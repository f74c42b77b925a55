//! Per-client connection state and the registry of live connections.
//!
//! A `Connection` owns its socket, its input and output buffers, its peer
//! address and its protocol handler. The handler only ever sees the
//! connection through the [`Transport`] half (`Link`), borrowed for the
//! duration of a single callback.
//!
//! Connections are destroyed in exactly one place, [`Connection::release`],
//! which takes the connection by value. The registry hands a connection
//! out of its slab at most once, so a second teardown of the same id finds
//! nothing to release.

use crate::address::Address;
use crate::runtime::buffer::{self, Fill};
use crate::runtime::{chunk_size, Protocol, Transport, MAX_CHUNK_SIZE};
use bytes::BytesMut;
use mio::net::TcpStream;
use mio::{Interest, Registry, Token};
use slab::Slab;
use std::io;
use tracing::{debug, trace};

/// Key of a connection in the [`ConnectionRegistry`].
pub type ConnectionId = usize;

/// Outcome of invoking handler callbacks.
#[derive(Debug, Clone, Copy, PartialEq, Eq)]
pub enum Dispatch {
    /// The handler left the connection open.
    Open,
    /// The handler called `lose_connection`.
    Closed,
}

/// The part of a connection a handler may act on.
struct Link {
    address: Address,
    output: BytesMut,
    closing: bool,
}

impl Transport for Link {
    fn peer_address(&self) -> &Address {
        &self.address
    }

    fn write(&mut self, data: &[u8]) {
        if self.closing {
            debug!(peer = %self.address, len = data.len(), "Dropping write after lose_connection");
            return;
        }
        self.output.extend_from_slice(data);
    }

    fn lose_connection(&mut self) {
        self.closing = true;
    }

    fn is_closing(&self) -> bool {
        self.closing
    }
}

/// A single client connection.
pub struct Connection {
    stream: TcpStream,
    input: BytesMut,
    link: Link,
    protocol: Box<dyn Protocol>,
    /// Interest currently registered with the poller, if any.
    interest: Option<Interest>,
}

impl Connection {
    /// Bind `protocol` to an accepted, non-blocking stream.
    pub fn new(stream: TcpStream, address: Address, protocol: Box<dyn Protocol>) -> Self {
        Self {
            stream,
            input: BytesMut::with_capacity(MAX_CHUNK_SIZE),
            link: Link {
                address,
                output: BytesMut::new(),
                closing: false,
            },
            protocol,
            interest: None,
        }
    }

    pub fn address(&self) -> &Address {
        &self.link.address
    }

    /// Whether the handler has asked for this connection to be closed.
    pub fn is_closed(&self) -> bool {
        self.link.closing
    }

    pub fn has_pending_output(&self) -> bool {
        !self.link.output.is_empty()
    }

    /// Tell the handler it is connected.
    pub(crate) fn make_connection(&mut self) -> Dispatch {
        self.protocol.connection_made(&mut self.link);
        self.status()
    }

    /// Pull available bytes from the socket, up to `MAX_CHUNK_SIZE`
    /// buffered. `scratch` is the read area shared by all connections.
    pub(crate) fn fill_input(&mut self, scratch: &mut [u8]) -> io::Result<Fill> {
        buffer::fill(&mut self.stream, &mut self.input, scratch, MAX_CHUNK_SIZE)
    }

    /// Hand buffered input to the handler in bounded chunks.
    ///
    /// Stops as soon as the handler closes the connection. Input left over
    /// at that point is discarded, never delivered.
    pub(crate) fn dispatch_input(&mut self) -> Dispatch {
        let available = self.input.len();
        if available == 0 {
            return self.status();
        }

        let chunk = chunk_size(available);
        while !self.input.is_empty() {
            let len = chunk.min(self.input.len());
            let mut data = self.input.split_to(len);
            self.protocol.data_received(&mut data, &mut self.link);

            if self.link.closing {
                if !self.input.is_empty() {
                    trace!(
                        peer = %self.link.address,
                        discarded = self.input.len(),
                        "Connection closed mid-drain"
                    );
                    self.input.clear();
                }
                return Dispatch::Closed;
            }
        }

        Dispatch::Open
    }

    /// Write queued output. Returns `true` once nothing is pending.
    pub(crate) fn flush_output(&mut self) -> io::Result<bool> {
        buffer::flush(&mut self.stream, &mut self.link.output)
    }

    /// Register for readiness, readable always and writable while output
    /// is pending.
    pub(crate) fn register(&mut self, registry: &Registry, token: Token) -> io::Result<()> {
        let interest = self.wanted_interest();
        match self.interest {
            None => registry.register(&mut self.stream, token, interest)?,
            Some(current) if current != interest => {
                registry.reregister(&mut self.stream, token, interest)?
            }
            Some(_) => return Ok(()),
        }
        self.interest = Some(interest);
        Ok(())
    }

    /// Tear the connection down: notify the handler, push out what can be
    /// sent without blocking, and leave the poller.
    ///
    /// Consumes the connection, so it can run at most once.
    pub(crate) fn release(mut self, registry: &Registry) {
        self.protocol.connection_lost();

        if self.has_pending_output() {
            if let Err(e) = self.flush_output() {
                debug!(peer = %self.link.address, error = %e, "Dropping unsent output");
            }
        }

        if self.interest.is_some() {
            if let Err(e) = registry.deregister(&mut self.stream) {
                debug!(peer = %self.link.address, error = %e, "Deregister failed");
            }
        }
    }

    fn wanted_interest(&self) -> Interest {
        if self.has_pending_output() {
            Interest::READABLE | Interest::WRITABLE
        } else {
            Interest::READABLE
        }
    }

    fn status(&self) -> Dispatch {
        if self.link.closing {
            Dispatch::Closed
        } else {
            Dispatch::Open
        }
    }

    #[cfg(test)]
    pub(crate) fn input_mut(&mut self) -> &mut BytesMut {
        &mut self.input
    }
}

/// Registry of live connections using slab allocation.
///
/// A connection is in the registry exactly while it is open. Provides O(1)
/// insert, lookup, and remove.
pub struct ConnectionRegistry {
    connections: Slab<Connection>,
    max_connections: usize,
}

impl ConnectionRegistry {
    /// Create a new registry with specified maximum capacity.
    pub fn new(max_connections: usize) -> Self {
        Self {
            connections: Slab::with_capacity(max_connections.min(4096)),
            max_connections,
        }
    }

    /// Insert a new connection into the registry.
    ///
    /// Returns `None` if the registry is at capacity.
    pub fn insert(&mut self, conn: Connection) -> Option<ConnectionId> {
        if self.is_full() {
            return None;
        }
        Some(self.connections.insert(conn))
    }

    pub fn get(&self, id: ConnectionId) -> Option<&Connection> {
        self.connections.get(id)
    }

    pub fn get_mut(&mut self, id: ConnectionId) -> Option<&mut Connection> {
        self.connections.get_mut(id)
    }

    /// Remove a connection from the registry.
    ///
    /// Returns `None` if it was already removed.
    pub fn remove(&mut self, id: ConnectionId) -> Option<Connection> {
        self.connections.try_remove(id)
    }

    pub fn contains(&self, id: ConnectionId) -> bool {
        self.connections.contains(id)
    }

    /// Number of live connections.
    pub fn len(&self) -> usize {
        self.connections.len()
    }

    pub fn is_empty(&self) -> bool {
        self.connections.is_empty()
    }

    pub fn is_full(&self) -> bool {
        self.connections.len() >= self.max_connections
    }

    /// Maximum number of connections allowed.
    pub fn capacity(&self) -> usize {
        self.max_connections
    }

    /// Ids of all live connections.
    pub fn ids(&self) -> Vec<ConnectionId> {
        self.connections.iter().map(|(id, _)| id).collect()
    }
}
//! Ping protocol parser.

/// Longest accepted line, terminator excluded.
pub const MAX_LINE_LENGTH: usize = 1024;

/// Parsed ping command.
#[derive(Debug, Clone, PartialEq, Eq)]
pub enum Command {
    /// Simple ping (no message).
    Ping,
    /// Ping with a message to echo back.
    PingMsg(Vec<u8>),
    /// Quit command.
    Quit,
}

/// Parse result.
#[derive(Debug)]
pub enum ParseResult {
    /// Successfully parsed command with bytes consumed.
    Complete(Command, usize),
    /// Need more data.
    Incomplete,
    /// Unknown command; the line spans this many bytes.
    Unknown(usize),
    /// The line exceeds `MAX_LINE_LENGTH`.
    TooLong,
}

/// Parse a ping protocol command from the input buffer.
///
/// Lines end in `\n`; a preceding `\r` is stripped.
pub fn parse(input: &[u8]) -> ParseResult {
    let line_end = match input.iter().position(|&b| b == b'\n') {
        Some(pos) => pos,
        None => {
            // A trailing `\r` may still be completed by its `\n`.
            let partial = input.strip_suffix(b"\r").unwrap_or(input);
            if partial.len() > MAX_LINE_LENGTH {
                return ParseResult::TooLong;
            }
            return ParseResult::Incomplete;
        }
    };

    let consumed = line_end + 1;
    let line = input[..line_end].strip_suffix(b"\r").unwrap_or(&input[..line_end]);
    if line.len() > MAX_LINE_LENGTH {
        return ParseResult::TooLong;
    }

    // Parse command (case-insensitive)
    if line.eq_ignore_ascii_case(b"PING") {
        ParseResult::Complete(Command::Ping, consumed)
    } else if line.eq_ignore_ascii_case(b"QUIT") {
        ParseResult::Complete(Command::Quit, consumed)
    } else if line.len() > 5 && line[..5].eq_ignore_ascii_case(b"PING ") {
        ParseResult::Complete(Command::PingMsg(line[5..].to_vec()), consumed)
    } else {
        ParseResult::Unknown(consumed)
    }
}

pub const RESPONSE_PONG: &[u8] = b"PONG\r\n";
pub const RESPONSE_OK: &[u8] = b"OK\r\n";
pub const RESPONSE_UNKNOWN: &[u8] = b"ERROR unknown command\r\n";
pub const RESPONSE_TOO_LONG: &[u8] = b"ERROR line too long\r\n";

::::::::

#### [Problem requirements]
Every line from the start of the material above through the line that contains "a connection in" must be written out exactly, with both ends included.

#### [Solution to this exercise]
repository f74c42b77b925a55
//! Per-client connection state and the registry of live connections.
//!
//! A `Connection` owns its socket, its input and output buffers, its peer
//! address and its protocol handler. The handler only ever sees the
//! connection through the [`Transport`] half (`Link`), borrowed for the
//! duration of a single callback.
//!
//! Connections are destroyed in exactly one place, [`Connection::release`],
//! which takes the connection by value. The registry hands a connection
//! out of its slab at most once, so a second teardown of the same id finds
//! nothing to release.

use crate::address::Address;
use crate::runtime::buffer::{self, Fill};
use crate::runtime::{chunk_size, Protocol, Transport, MAX_CHUNK_SIZE};
use bytes::BytesMut;
use mio::net::TcpStream;
use mio::{Interest, Registry, Token};
use slab::Slab;
use std::io;
use tracing::{debug, trace};

/// Key of a connection in the [`ConnectionRegistry`].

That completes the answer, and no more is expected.